This year, the Union Ministry of Panchayati Raj is organising a two-day PESA Mahotsav in Visakhapatnam, Andhra Pradesh, on 23–24 December 2025. The event marks the passage of the Panchayats (Extension to Scheduled Areas) Act, 1996 (PESA), enacted by Parliament on 24 December 1996 to establish self-governance in Fifth Schedule areas. Scheduled Areas are those notified by the President of India under Article 244(1) read with the Fifth Schedule of the Constitution, which provides for a distinct framework of governance recognising the autonomy of tribal regions.
At present, Fifth Schedule areas exist in ten states: Andhra Pradesh, Chhattisgarh, Gujarat, Himachal Pradesh, Jharkhand, Madhya Pradesh, Maharashtra, Odisha, Rajasthan and Telangana. The PESA Act, 1996 empowers Gram Sabhas—the village assemblies—as the foundation of self-rule in these areas. Among the many powers devolved to them is the authority to take decisions on local matters, including the regulation, restriction or prohibition of the sale and consumption of intoxicants.
In several tribal-dominated regions, this provision has become a powerful social tool. In Maharashtra’s Gadchiroli district, for instance, women used PESA to confront the devastation caused by alcohol—domestic violence, indebtedness and social breakdown—by mobilising Gram Sabhas to pass resolutions imposing prohibition. Similar initiatives have emerged across Madhya Pradesh, where Gram Sabhas have adopted resolutions against liquor sales and opposed illegal outlets. These actions have reduced alcohol availability, brought down domestic violence and debt, and enhanced the social role of women and elders. They demonstrate that the Gram Sabha is not merely a forum for development planning, but also a platform for social reform.

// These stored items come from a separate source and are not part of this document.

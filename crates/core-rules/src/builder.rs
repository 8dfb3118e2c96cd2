//! Builder pattern for constructing rules without a rule string

use crate::character_class::CharacterClass;
use crate::error::{Result, RuleError};
use crate::period::Period;
use crate::rule::Rule;
use crate::MIN_MAX_LENGTH;
use alloc::vec::Vec;

/// Builder for [`Rule`] with a fluent API
///
/// Unlike [`Rule::parse`], which clamps out-of-range values, the builder
/// rejects them: a rule assembled in code with `max_length(2)` is a bug,
/// not untrusted input.
///
/// # Examples
///
/// ```
/// use core_rules::{CharacterClass, NamedClass, Period, RuleBuilder};
///
/// # fn example() -> Result<(), core_rules::RuleError> {
/// let rule = RuleBuilder::new()
///     .min_length(12)
///     .max_length(64)
///     .max_consecutive(3)
///     .require(NamedClass::Upper)
///     .require(NamedClass::Digit)
///     .require_spec("[!@#]")?
///     .expires_after(Period::days(90))
///     .build()?;
///
/// assert_eq!(rule.to_string(), "minlength: 12; maxlength: 64; max-consecutive: 3; \
///     required: upper; required: digit; required: [!@#]; x-expires-after: 90-days;");
/// # Ok(())
/// # }
/// # example().unwrap();
/// ```
#[derive(Debug, Default, Clone)]
pub struct RuleBuilder {
    min_length: Option<i32>,
    max_length: Option<u32>,
    max_consecutive: Option<u32>,
    expires_after: Option<Period>,
    required: Option<Vec<CharacterClass>>,
}

impl RuleBuilder {
    /// Create a new builder
    #[must_use]
    pub fn new() -> Self {
        Self::default()
    }

    /// Set the minimum password length
    #[must_use]
    pub const fn min_length(mut self, length: i32) -> Self {
        self.min_length = Some(length);
        self
    }

    /// Set the maximum password length (at least 4)
    #[must_use]
    pub const fn max_length(mut self, length: u32) -> Self {
        self.max_length = Some(length);
        self
    }

    /// Set the maximum run of identical consecutive characters (at least 1)
    #[must_use]
    pub const fn max_consecutive(mut self, run: u32) -> Self {
        self.max_consecutive = Some(run);
        self
    }

    /// Set the expiry period
    #[must_use]
    pub const fn expires_after(mut self, period: Period) -> Self {
        self.expires_after = Some(period);
        self
    }

    /// Append a required character class
    #[must_use]
    pub fn require(mut self, class: impl Into<CharacterClass>) -> Self {
        self.required
            .get_or_insert_with(Vec::new)
            .push(class.into());
        self
    }

    /// Append several required character classes, keeping their order
    ///
    /// An empty iterator still marks `required` as present.
    #[must_use]
    pub fn require_all(mut self, classes: impl IntoIterator<Item = CharacterClass>) -> Self {
        self.required.get_or_insert_with(Vec::new).extend(classes);
        self
    }

    /// Parse a class specifier and append it
    ///
    /// # Errors
    ///
    /// Returns `RuleError::InvalidCharacterClass` if `spec` is not a class
    pub fn require_spec(self, spec: &str) -> Result<Self> {
        let class = CharacterClass::parse(spec)?;
        Ok(self.require(class))
    }

    /// Build the rule
    ///
    /// # Errors
    ///
    /// - `RuleError::MaxLengthTooSmall` if the maximum length is below 4
    /// - `RuleError::LengthRangeInverted` if the minimum exceeds the maximum
    /// - `RuleError::InvalidMaxConsecutive` if `max_consecutive` is 0
    pub fn build(self) -> Result<Rule> {
        if let Some(max) = self.max_length {
            if max < MIN_MAX_LENGTH {
                return Err(RuleError::MaxLengthTooSmall {
                    min: MIN_MAX_LENGTH,
                    actual: max,
                });
            }
        }

        if let (Some(min), Some(max)) = (self.min_length, self.max_length) {
            if i64::from(min) > i64::from(max) {
                return Err(RuleError::LengthRangeInverted {
                    min_length: min,
                    max_length: max,
                });
            }
        }

        if self.max_consecutive == Some(0) {
            return Err(RuleError::InvalidMaxConsecutive(0));
        }

        Ok(Rule {
            min_length: self.min_length,
            max_length: self.max_length,
            max_consecutive: self.max_consecutive,
            expires_after: self.expires_after,
            required: self.required,
        })
    }
}
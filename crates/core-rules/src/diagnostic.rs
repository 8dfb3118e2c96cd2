//! Diagnostics explaining best-effort interpretation decisions
//!
//! Rule interpretation never fails. Whenever a fragment of the input is
//! ignored, clamped, or adjusted, the interpreter records a [`Diagnostic`]
//! so tooling can show why the resulting rule looks the way it does.

use alloc::string::String;
use core::fmt;
use serde::Serialize;

/// A single interpretation decision
#[derive(Debug, Clone, PartialEq, Eq, Serialize)]
#[serde(tag = "kind", rename_all = "snake_case")]
pub enum Diagnostic {
    /// Property name is not part of the language; ignored
    UnknownProperty {
        /// Lower-cased property name
        name: String,
    },

    /// Property is recognized but not interpreted (`allowed`)
    Unsupported {
        /// Lower-cased property name
        name: String,
    },

    /// Property requires exactly one value
    WrongValueCount {
        /// Property name
        property: String,
        /// Number of values supplied
        count: usize,
    },

    /// Value could not be interpreted for this property; ignored
    InvalidValue {
        /// Property name
        property: String,
        /// Offending raw value
        value: String,
    },

    /// `required` value is not a character class; dropped from the list
    InvalidCharacterClass {
        /// Offending raw value
        value: String,
    },

    /// `maxlength` below 4 was raised to 4
    MaxLengthClamped {
        /// Value as written
        from: i32,
    },

    /// `minlength` exceeded `maxlength` and was lowered to match it
    MinLengthLowered {
        /// Value as written
        from: i32,
        /// Resulting value
        to: i32,
    },
}

impl fmt::Display for Diagnostic {
    fn fmt(&self, f: &mut fmt::Formatter<'_>) -> fmt::Result {
        match self {
            Self::UnknownProperty { name } => write!(f, "unknown property '{}' ignored", name),
            Self::Unsupported { name } => {
                write!(f, "property '{}' is not supported and was ignored", name)
            }
            Self::WrongValueCount { property, count } => write!(
                f,
                "property '{}' takes exactly one value (got: {})",
                property, count
            ),
            Self::InvalidValue { property, value } => {
                write!(f, "invalid value '{}' for property '{}'", value, property)
            }
            Self::InvalidCharacterClass { value } => {
                write!(f, "'{}' is not a character class", value)
            }
            Self::MaxLengthClamped { from } => write!(
                f,
                "maxlength {} raised to the minimum of {}",
                from,
                crate::MIN_MAX_LENGTH
            ),
            Self::MinLengthLowered { from, to } => {
                write!(f, "minlength {} lowered to maxlength {}", from, to)
            }
        }
    }
}
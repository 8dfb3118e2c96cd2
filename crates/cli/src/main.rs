use clap::{Parser, Subcommand, ValueEnum};

mod commands;

#[derive(Parser)]
#[command(name = "pwrules")]
#[command(version, about = "Password rules inspector", long_about = None)]
struct Cli {
    /// Log interpretation details to stderr
    #[arg(short, long, global = true)]
    verbose: bool,

    #[command(subcommand)]
    command: Commands,
}

#[derive(Subcommand)]
enum Commands {
    /// Interpret a rule string
    Parse {
        /// Rule string, e.g. "minlength: 8; required: digit;"
        rule: String,

        /// Output format
        #[arg(short, long, value_enum, default_value_t = Format::Text)]
        format: Format,
    },
    /// Show the property map of a rule string
    Tokens {
        /// Rule string
        rule: String,
    },
    /// Show the members of a character class
    Class {
        /// Class name (e.g. "upper") or bracket expression (e.g. "[!@#]")
        spec: String,

        /// Number of members to print
        #[arg(short, long, default_value_t = 64)]
        limit: usize,
    },
    /// Find the rule for a domain in a quirks file
    Lookup {
        /// Path to a .json or .toml quirks file
        file: String,

        /// Domain to look up; parent domains are tried in turn
        domain: String,
    },
    /// Interpret every rule of a quirks file and report adjustments
    Check {
        /// Path to a .json or .toml quirks file
        file: String,
    },
}

/// Output format for `parse`
#[derive(Debug, Clone, Copy, PartialEq, Eq, ValueEnum)]
pub enum Format {
    /// Canonical rule string and diagnostics
    Text,
    /// JSON document
    Json,
    /// TOML document
    Toml,
}

fn init_tracing(verbose: bool) {
    let default_level = if verbose { "debug" } else { "warn" };
    let filter = tracing_subscriber::EnvFilter::try_from_default_env()
        .unwrap_or_else(|_| tracing_subscriber::EnvFilter::new(default_level));

    tracing_subscriber::fmt()
        .with_env_filter(filter)
        .with_writer(std::io::stderr)
        .with_target(false)
        .init();
}

fn main() -> anyhow::Result<()> {
    let cli = Cli::parse();
    init_tracing(cli.verbose);

    match cli.command {
        Commands::Parse { rule, format } => commands::rule::parse(&rule, format)?,
        Commands::Tokens { rule } => commands::rule::tokens(&rule),
        Commands::Class { spec, limit } => commands::rule::class(&spec, limit)?,
        Commands::Lookup { file, domain } => commands::quirks::lookup(&file, &domain)?,
        Commands::Check { file } => commands::quirks::check(&file)?,
    }

    Ok(())
}
use app_utils::{normalize_domain, Quirks};
use colored::*;

pub fn lookup(file_path: &str, domain: &str) -> anyhow::Result<()> {
    let quirks = Quirks::from_path(file_path)
        .map_err(|e| anyhow::anyhow!("Failed to load {}: {}", file_path, e))?;

    let site = quirks
        .lookup(domain)
        .ok_or_else(|| anyhow::anyhow!("No password rules for '{}'", domain))?;

    if normalize_domain(domain).as_deref() != Some(site.domain.as_str()) {
        println!("{} {} (via {})", "Domain:".bold(), domain, site.domain.cyan());
    } else {
        println!("{} {}", "Domain:".bold(), site.domain.cyan());
    }
    println!("{} {}", "Rule:".bold(), site.rule);
    for diagnostic in &site.diagnostics {
        println!("  {} {}", "⚠".yellow(), diagnostic);
    }

    Ok(())
}

pub fn check(file_path: &str) -> anyhow::Result<()> {
    println!("{} {}", "Checking quirks:".bold(), file_path);

    let quirks = Quirks::from_path(file_path)
        .map_err(|e| anyhow::anyhow!("Failed to load {}: {}", file_path, e))?;

    println!("  {} Sites: {}", "✓".green(), quirks.len());

    let mut warnings = 0;
    for site in quirks.iter() {
        for diagnostic in &site.diagnostics {
            println!("  {} {}: {}", "⚠".yellow(), site.domain, diagnostic);
            warnings += 1;
        }
        if site.rule.to_string().is_empty() {
            println!("  {} {}: rule constrains nothing", "⚠".yellow(), site.domain);
            warnings += 1;
        }
    }

    // Summary
    println!();
    if warnings == 0 {
        println!("{} Quirks file is clean!", "✓".green().bold());
    } else {
        println!(
            "{} Quirks file loaded with {} warning(s)",
            "⚠".yellow().bold(),
            warnings
        );
    }

    Ok(())
}
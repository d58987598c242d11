use axum::{
    body::Body,
    extract::Request,
    http::{header, HeaderValue, StatusCode},
    middleware::Next,
    response::Response,
};
use base64::prelude::*;
use std::sync::Arc;
use tower_http::request_id::{MakeRequestId, RequestId};
use tracing::Span;
use uuid::Uuid;

/// Request ID generator using UUID v7 (time-ordered)
#[derive(Clone, Copy)]
pub struct MakeRequestUuid;

impl MakeRequestId for MakeRequestUuid {
    fn make_request_id<B>(&mut self, _request: &axum::http::Request<B>) -> Option<RequestId> {
        let id = Uuid::now_v7().to_string();
        HeaderValue::from_str(&id).ok().map(RequestId::new)
    }
}

/// Custom MakeSpan that includes request_id in the tracing span
#[derive(Clone, Debug)]
pub struct MakeSpanWithRequestId;

impl<B> tower_http::trace::MakeSpan<B> for MakeSpanWithRequestId {
    fn make_span(&mut self, request: &axum::http::Request<B>) -> Span {
        let request_id = request
            .headers()
            .get("x-request-id")
            .and_then(|v| v.to_str().ok())
            .unwrap_or("-");

        tracing::info_span!(
            "request",
            method = %request.method(),
            uri = %request.uri(),
            request_id = %request_id,
        )
    }
}

/// Check a `Basic` authorization header against "username:password".
fn basic_credentials_match(auth_header: Option<&str>, expected: &str) -> bool {
    auth_header
        .and_then(|h| h.strip_prefix("Basic "))
        .and_then(|encoded| BASE64_STANDARD.decode(encoded).ok())
        .and_then(|decoded| String::from_utf8(decoded).ok())
        .is_some_and(|creds| creds == expected)
}

/// Guard the dashboard with HTTP basic auth.
pub fn basic_auth_middleware(
    valid_credentials: Arc<String>,
) -> impl Fn(
    Request,
    Next,
)
    -> std::pin::Pin<Box<dyn std::future::Future<Output = Result<Response, Response>> + Send>>
       + Clone {
    move |req: Request, next: Next| {
        let credentials = valid_credentials.clone();
        Box::pin(async move {
            let auth_header = req
                .headers()
                .get(header::AUTHORIZATION)
                .and_then(|header| header.to_str().ok());

            if basic_credentials_match(auth_header, &credentials) {
                return Ok(next.run(req).await);
            }

            let mut response = Response::new(Body::from("Unauthorized"));
            *response.status_mut() = StatusCode::UNAUTHORIZED;
            response.headers_mut().insert(
                header::WWW_AUTHENTICATE,
                HeaderValue::from_static("Basic realm=\"Hulumoya Admin\""),
            );

            Err(response)
        })
    }
}
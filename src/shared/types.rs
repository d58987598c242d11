use serde::{Deserialize, Serialize};

use crate::core::error::{AppError, Result};

/// Response envelope shared by every marketplace API endpoint.
///
/// `success=false` is an application-level failure even on HTTP 2xx.
#[derive(Debug, Serialize, Deserialize)]
pub struct ApiResponse<T> {
    pub success: bool,
    #[serde(default)]
    pub message: Option<String>,
    pub data: Option<T>,
    #[serde(default, skip_serializing_if = "Option::is_none")]
    pub errors: Option<Vec<String>>,
}

impl<T> ApiResponse<T> {
    pub fn error(message: Option<String>, errors: Option<Vec<String>>) -> ApiResponse<()> {
        ApiResponse {
            success: false,
            message,
            data: None,
            errors,
        }
    }

    /// Turn a rejected envelope into an error, keep an accepted one.
    pub fn check(self, status: u16) -> Result<Self> {
        if self.success {
            Ok(self)
        } else {
            Err(AppError::api(Some(status), self.message, self.errors))
        }
    }

    /// Extract `data` from an accepted envelope; missing data is a malformed reply.
    pub fn into_data(self, status: u16) -> Result<T> {
        let envelope = self.check(status)?;
        envelope.data.ok_or_else(|| {
            AppError::api(
                Some(status),
                Some("Response did not include data".to_string()),
                None,
            )
        })
    }
}

impl ApiResponse<bool> {
    /// Acknowledgment endpoints may answer with `data: null`; `success` then decides.
    pub fn into_ack(self, status: u16) -> Result<bool> {
        let envelope = self.check(status)?;
        Ok(envelope.data.unwrap_or(envelope.success))
    }
}
use chrono::{DateTime, Utc};
use serde::Serialize;
use std::collections::HashSet;
use std::sync::Arc;

use crate::features::catalog::models::{Category, Language, Service};

/// Identity of an expandable node.
///
/// Categories and services are numbered independently by the API, so the
/// kind is part of the key.
#[derive(Debug, Clone, Copy, PartialEq, Eq, Hash, Serialize)]
#[serde(tag = "kind", content = "id", rename_all = "snake_case")]
pub enum NodeKey {
    Category(i64),
    Service(i64),
}

/// One successful fetch of the nested catalog
#[derive(Debug, Clone)]
pub struct CatalogSnapshot {
    pub categories: Vec<Category>,
    pub language: Language,
    pub fetched_at: DateTime<Utc>,
}

impl CatalogSnapshot {
    pub fn new(categories: Vec<Category>, language: Language) -> Self {
        Self {
            categories,
            language,
            fetched_at: Utc::now(),
        }
    }
}

#[derive(Debug, Clone)]
pub enum TreeState {
    /// No snapshot yet; `error` is set when the last fetch failed
    Empty { error: Option<String> },
    Loaded(Arc<CatalogSnapshot>),
}

/// In-memory catalog tree plus the expansion state of its nodes.
///
/// Snapshots are only ever replaced wholesale. Fetches are numbered when
/// issued and a result older than the one already applied is dropped.
/// The language the next fetch asks for lives here too, so switching
/// language and numbering a fetch happen under the same lock.
#[derive(Debug)]
pub struct CatalogTree {
    state: TreeState,
    language: Language,
    expanded: HashSet<NodeKey>,
    issued_generation: u64,
    applied_generation: u64,
}

impl Default for CatalogTree {
    fn default() -> Self {
        Self::new()
    }
}

impl CatalogTree {
    pub fn new() -> Self {
        Self::with_language(Language::English)
    }

    pub fn with_language(language: Language) -> Self {
        Self {
            state: TreeState::Empty { error: None },
            language,
            expanded: HashSet::new(),
            issued_generation: 0,
            applied_generation: 0,
        }
    }

    pub fn is_loaded(&self) -> bool {
        matches!(self.state, TreeState::Loaded(_))
    }

    /// True until the first fetch result (success or failure) is applied
    pub fn never_fetched(&self) -> bool {
        self.applied_generation == 0
    }

    pub fn snapshot(&self) -> Option<&Arc<CatalogSnapshot>> {
        match &self.state {
            TreeState::Loaded(snapshot) => Some(snapshot),
            TreeState::Empty { .. } => None,
        }
    }

    pub fn error(&self) -> Option<&str> {
        match &self.state {
            TreeState::Empty { error } => error.as_deref(),
            TreeState::Loaded(_) => None,
        }
    }

    pub fn categories(&self) -> &[Category] {
        self.snapshot()
            .map(|s| s.categories.as_slice())
            .unwrap_or(&[])
    }

    /// Language the next fetch is issued for
    pub fn language(&self) -> Language {
        self.language
    }

    pub fn set_language(&mut self, language: Language) {
        self.language = language;
    }

    /// Reserve a number for a fetch about to be issued
    pub fn begin_fetch(&mut self) -> u64 {
        self.issued_generation += 1;
        self.issued_generation
    }

    /// Apply a fetch result. Returns false when a newer result was already applied.
    pub fn apply_fetch(&mut self, generation: u64, result: Result<CatalogSnapshot, String>) -> bool {
        if generation <= self.applied_generation {
            tracing::debug!(
                "Discarding stale catalog fetch #{} (applied #{})",
                generation,
                self.applied_generation
            );
            return false;
        }
        self.applied_generation = generation;
        self.state = match result {
            Ok(snapshot) => TreeState::Loaded(Arc::new(snapshot)),
            Err(error) => TreeState::Empty { error: Some(error) },
        };
        true
    }

    /// Pre-order search across every category's service tree.
    ///
    /// Categories in list order, then each service before its children. If
    /// the API ever returned duplicate ids the first match wins.
    pub fn find_service(&self, id: i64) -> Option<&Service> {
        self.categories()
            .iter()
            .find_map(|category| find_in_services(&category.services, id))
    }

    /// Every service with its nesting depth, in the same pre-order as
    /// `find_service`.
    pub fn services_preorder(&self) -> Vec<(usize, &Service)> {
        let mut out = Vec::new();
        for category in self.categories() {
            collect_preorder(&category.services, 0, &mut out);
        }
        out
    }

    /// Id of the service directly above `id`. `None` for top-level and unknown services.
    pub fn parent_of(&self, id: i64) -> Option<i64> {
        self.categories()
            .iter()
            .find_map(|category| parent_in(&category.services, None, id))
            .flatten()
    }

    /// True when `id` is the service `root` or sits anywhere below it
    pub fn is_within(&self, root: i64, id: i64) -> bool {
        self.find_service(root)
            .is_some_and(|r| r.matches(id) || find_in_services(&r.services, id).is_some())
    }

    /// Categories do not nest, so only the top level is scanned.
    pub fn find_category(&self, id: i64) -> Option<&Category> {
        self.categories().iter().find(|c| c.matches(id))
    }

    /// Flip a node's expansion. Returns the new state.
    pub fn toggle_expansion(&mut self, key: NodeKey) -> bool {
        if self.expanded.remove(&key) {
            false
        } else {
            self.expanded.insert(key);
            true
        }
    }

    pub fn is_expanded(&self, key: NodeKey) -> bool {
        self.expanded.contains(&key)
    }
}

fn collect_preorder<'a>(services: &'a [Service], depth: usize, out: &mut Vec<(usize, &'a Service)>) {
    for service in services {
        out.push((depth, service));
        collect_preorder(&service.services, depth + 1, out);
    }
}

/// `Some(parent)` once `id` is found, where `parent` is `None` at the top level
fn parent_in(services: &[Service], parent: Option<i64>, id: i64) -> Option<Option<i64>> {
    for service in services {
        if service.matches(id) {
            return Some(parent);
        }
        if let Some(found) = parent_in(&service.services, service.key(), id) {
            return Some(found);
        }
    }
    None
}

fn find_in_services(services: &[Service], id: i64) -> Option<&Service> {
    for service in services {
        if service.matches(id) {
            return Some(service);
        }
        if let Some(found) = find_in_services(&service.services, id) {
            return Some(found);
        }
    }
    None
}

The legal basis for this authority is explicit. Clause 4(d)(i) of the PESA Act, 1996 empowers Panchayats and Gram Sabhas to enforce, regulate or prohibit the sale and consumption of intoxicants. The Madhya Pradesh PESA Rules, 2022, reinforce this mandate. Chapter 7, Section 23(1)(k) states that when the state government issues prohibitory orders regarding intoxicants in Scheduled Areas, the Gram Sabha shall take necessary steps to implement them within its jurisdiction. The same provision allows the Gram Sabha to reduce the permissible limits of personal possession of intoxicants as prescribed under Section 16 of the Madhya Pradesh Excise Act, 1915.
This framework stands in stark contrast to the colonial excise system, under which liquor was regulated through licences, taxes and contractor-based arrangements, while traditional production was criminalised. PESA seeks to reverse that logic by restoring community control.
Mandla district in Madhya Pradesh, a predominantly tribal region where PESA is applicable, offers a telling example. Here, Gram Sabhas have exercised their statutory authority to pass resolutions against liquor contracts and demanded their enforcement by the administration. Women-led prohibition campaigns have met with significant success in several villages, leading to a complete halt in the sale and consumption of alcohol. While this success is not uniform across the district and the struggle for wider implementation continues, the transformation at the village level is unmistakable.
In villages such as Mahuatola in Satpahri Gram Panchayat (Niwas block), women’s initiatives have reshaped everyday life. These villages have been declared liquor-free, with strict penalties for selling or consuming alcohol. As a result, incidents of domestic conflict, disputes and violence against women have declined sharply. In Sakri and Khairi Raiyat villages of Kauadongri Gram Panchayat in Mohgaon block, villagers have unanimously decided to impose heavy fines—up to ₹25,000—on those found brewing or consuming alcohol.
This year alone, a notable initiative has emerged from Ghughri tehsil. A total of 84 Gram Panchayats—38 in Mohgaon Janpad Panchayat and 46 in Ghughri Janpad Panchayat—have unanimously passed resolutions enforcing prohibition. Panchayat representatives argue that alcohol consumption and sale are eroding social life and placing the future of youth and children at risk.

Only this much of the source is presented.